Heliostat Atrium – A four-story circular atrium hosts a heliostat that directs natural light throughout the center of the building. The heliostat is comprised of a 12-foot diameter mirror and drive system. The drive system aligns the circular mirror to track with the sun, reflecting this natural light into the building, down the stair column to the ground level floor, where it illuminates a glass mosaic. Engineering Physics student Lauren Vriezema ’10, in partnership with Taylor faculty members, developed a prototype that demonstrated how the sunlight can be tracked and directed as desired.
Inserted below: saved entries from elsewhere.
//! Concrete module simulations, one canonical state machine per module type.

pub mod audit;
pub mod bookings;
pub mod cameras;
pub mod fiscal;
pub mod pos;

use phoenix_core::clock::Fired;
use tracing::trace;

use crate::config::DemoConfig;
use crate::event::{DemoEvent, EventLog};
use crate::module::{ModuleId, ModuleInstance};

/// Build a fresh instance of `id` from `config`.
pub fn instantiate(id: ModuleId, config: &DemoConfig) -> ModuleInstance {
    match id {
        ModuleId::Pos => ModuleInstance::Pos(pos::PosModule::new(&config.pos)),
        ModuleId::Audit => ModuleInstance::Audit(audit::AuditModule::new(&config.audit)),
        ModuleId::Bookings => {
            ModuleInstance::Bookings(bookings::BookingsModule::new(&config.bookings))
        }
        ModuleId::Cameras => ModuleInstance::Cameras(cameras::CamerasModule::new(&config.cameras)),
        ModuleId::Fiscal => ModuleInstance::Fiscal(fiscal::FiscalModule::new(&config.fiscal)),
    }
}

/// Log and record a timer fire that no longer belongs to a live process.
pub(crate) fn discard_stale(module: ModuleId, fired: &Fired, events: &mut EventLog) {
    trace!(
        %module,
        tag = fired.tag.0,
        generation = fired.generation.0,
        "discarding stale timer"
    );
    events.push(DemoEvent::StaleTimerDiscarded { module });
}
//! Point-of-sale ledger.

use serde::{Deserialize, Serialize};

use crate::id::ProductId;

/// A catalog entry. Catalogs are static and only ever read.
#[derive(Debug, Clone, PartialEq, Eq, Serialize, Deserialize)]
pub struct Product {
    pub id: ProductId,
    pub name: String,
    /// Unit price in the smallest currency unit.
    pub price: u64,
    #[serde(default)]
    pub category: String,
}

/// One product line in a cart. `quantity` is always at least 1.
#[derive(Debug, Clone, PartialEq, Eq, Serialize)]
pub struct LineItem {
    pub product_id: ProductId,
    pub name: String,
    pub unit_price: u64,
    pub quantity: u32,
}

impl LineItem {
    pub fn subtotal(&self) -> u64 {
        self.unit_price.saturating_mul(u64::from(self.quantity))
    }
}

/// Summary of a completed checkout.
#[derive(Debug, Clone, Copy, PartialEq, Eq, Serialize)]
pub struct Receipt {
    pub total: u64,
    pub line_count: usize,
    pub units: u32,
}

/// Ordered line items keyed by product. Insertion order is display order.
#[derive(Debug, Clone, Default, PartialEq, Eq, Serialize)]
pub struct Cart {
    items: Vec<LineItem>,
}

impl Cart {
    pub fn new() -> Self {
        Self::default()
    }

    /// Add one unit of `product`. Returns the line's new quantity.
    pub fn add_item(&mut self, product: &Product) -> u32 {
        if let Some(line) = self.items.iter_mut().find(|l| l.product_id == product.id) {
            line.quantity = line.quantity.saturating_add(1);
            return line.quantity;
        }
        self.items.push(LineItem {
            product_id: product.id,
            name: product.name.clone(),
            unit_price: product.price,
            quantity: 1,
        });
        1
    }

    /// Remove the whole line for `id`, if present.
    pub fn remove_item(&mut self, id: ProductId) -> Option<LineItem> {
        let pos = self.items.iter().position(|l| l.product_id == id)?;
        Some(self.items.remove(pos))
    }

    /// Sum of `unit_price * quantity`, computed on every call.
    pub fn total(&self) -> u64 {
        self.items
            .iter()
            .fold(0u64, |acc, line| acc.saturating_add(line.subtotal()))
    }

    pub fn items(&self) -> &[LineItem] {
        &self.items
    }

    pub fn len(&self) -> usize {
        self.items.len()
    }

    pub fn is_empty(&self) -> bool {
        self.items.is_empty()
    }

    /// Total number of units across all lines.
    pub fn units(&self) -> u32 {
        self.items
            .iter()
            .fold(0u32, |acc, line| acc.saturating_add(line.quantity))
    }

    pub fn quantity_of(&self, id: ProductId) -> u32 {
        self.items
            .iter()
            .find(|l| l.product_id == id)
            .map(|l| l.quantity)
            .unwrap_or(0)
    }

    /// Empty the cart in one step and summarize what was in it.
    pub fn checkout(&mut self) -> Receipt {
        let receipt = Receipt {
            total: self.total(),
            line_count: self.items.len(),
            units: self.units(),
        };
        self.items.clear();
        receipt
    }
}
• Atrium Eyelids – The building was designed to permit the installation of an eyelid system in the future. The atrium eyelid system controls the amount of sunlight through a window for lighting and energy control via a mirrored "eyelid." The prototype was designed and built for the 2009 Engineering Physics Capstone course. A provisional patent is being pursued.

Geothermal Heating and Cooling – Six wells access the aquifer beneath the campus in order to provide up to 600 gallons per minute of 55 degree Fahrenheit water for heating and cooling of the Complex year-round. To avoid thermal pollution of the surrounding water and land, the outflow of water from these systems is quickly brought to ambient temperature using architectural features.

Wind Turbines – Wind power provides approximately 18% of the Complex's energy needs, which is particularly significant given the energy intensive nature of science buildings. Students, faculty and staff installed anemometers at three elevations up to 140 ft on the Upland True Value Hardware tower. Data has been gathered for over a year and is being used to help verify the specifications of the Euler Complex wind turbines. Environmental Science masters student Serozhah Milashuk '08 used this data for his master's thesis showing how local data can be used with data from airports to predict long term wind resources.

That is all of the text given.